Tentação de um Olhar
TENTAÇAO DE UM OLHAR
Sabe, o teu olhar eu compreendo.
Antes de tudo eu compreendo o olhar brilhante, mas o olhar vazio. Vazio dos meus sonhos, das minhas esperanças que não o poderão preencher.
O olhar cristalino que se deixa observar no mais profundo do leito da alma, mas que teimosamente não o faço fecundar.
O olhar de vitrine que me encanta, mas que não imponho ao toque, mesmo sabedor das riquezas das jóias que sei conter ali.
O olhar que se protege e se tranca, porque conhece a fragilidade de todas as suas fechaduras.
Eu compreendo a virgindade do espírito acorrentado que se impõe a castidade do próprio compromisso.
Que força gigantesca a encarcerar o inaprisionável, o que nasceu livre porque é e contém a própria essência da vida.
Que determinação na finalidade da alma!
Eu compreendo, admiro e identifico a tua mais completa individualização.
Que perfeição que não consigo explicar, mas apenas sentir e compreender.
Que perfeição a perturbar todas as inteligências que inteligentemente abdicam de suas razões para simplesmente aceitar a própria incapacidade.
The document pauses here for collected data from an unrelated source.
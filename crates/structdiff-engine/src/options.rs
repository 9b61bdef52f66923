use serde::{Deserialize, Serialize};

/// Configuration for a [`StructuralDiffer`](crate::StructuralDiffer).
#[derive(Clone, Copy, Debug, PartialEq, Eq, Serialize, Deserialize)]
#[serde(default)]
pub struct DiffOptions {
    /// Compare sequences by position. When `false`, sequences are compared
    /// as sets of structurally distinct elements.
    pub exact: bool,
    /// In exact mode, also visit indices past the end of the left sequence
    /// and report the right side's extra elements. Off by default: only the
    /// left sequence's indices are visited.
    pub compare_trailing_elements: bool,
}

impl Default for DiffOptions {
    fn default() -> Self {
        Self {
            exact: true,
            compare_trailing_elements: false,
        }
    }
}

impl DiffOptions {
    /// Order-sensitive, index-aligned sequence comparison.
    pub fn exact() -> Self {
        Self::default()
    }

    /// Order-insensitive sequence comparison by canonical content.
    pub fn unordered() -> Self {
        Self {
            exact: false,
            ..Default::default()
        }
    }

    pub fn with_trailing_elements(mut self, enabled: bool) -> Self {
        self.compare_trailing_elements = enabled;
        self
    }
}

impl From<bool> for DiffOptions {
    fn from(exact: bool) -> Self {
        Self {
            exact,
            ..Default::default()
        }
    }
}

#[cfg(test)]
mod tests {
    use super::*;

    #[test]
    fn default_is_exact_without_trailing() {
        let o = DiffOptions::default();
        assert!(o.exact);
        assert!(!o.compare_trailing_elements);
        assert_eq!(o, DiffOptions::exact());
    }

    #[test]
    fn from_mode_flag() {
        assert_eq!(DiffOptions::from(false), DiffOptions::unordered());
        assert_eq!(DiffOptions::from(true), DiffOptions::exact());
    }

    #[test]
    fn partial_config_fills_defaults() {
        let o: DiffOptions = serde_json::from_str(r#"{"compare_trailing_elements": true}"#).unwrap();
        assert!(o.exact);
        assert!(o.compare_trailing_elements);
    }
}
A rendição do possível fácil ao infinito poder do inimaginável.
A rendição do palpável, em face da maior de todas as purezas.
A pureza que estando plena encontra a satisfação de perceber a felicidade na realização que não depende de si mesma.
Aquela que é capaz de admitir que só se vive plenamente quando, enfim, se permitiu completar na absoluta totalidade.
E que tranqüilidade!
E quanta explicação na existência saciada!
E quanto querer sorrir, correr, cantar, e explodir na alegria do amor.
Aquele verdadeiro amor que não sujeita, porque o pleno não comporta exigências.
Aquele amor que se fez sublime, admirado, reconhecido.
Eu compreendo todas as necessidades e as torno visíveis, palpáveis, para compreendê-las cada vez mais.
E sigo interpretando cada destino.
E construo as bases de todas as sustentações no próprio compromisso.
E eu que jurei meu compromisso sem testemunhas, sabendo que mutilava a força criadora que vivia em mim.
E deixei que erupções interiores consumissem as energias do viver, enquanto o ser e o existir colidiam na contradição do sopro injustificável da divindade.
E lembrei-me do pecado.
E toquei com meus sentidos as seculares sensações do remorso.
E me unifiquei ao homem que primeiro afastou-se das maravilhas do paraíso.
E me senti Rei e fraco.
E coroei-me de prazeres e satisfações.
E me fiz homem.
E recuei e cristalizei uma vez mais meu compromisso.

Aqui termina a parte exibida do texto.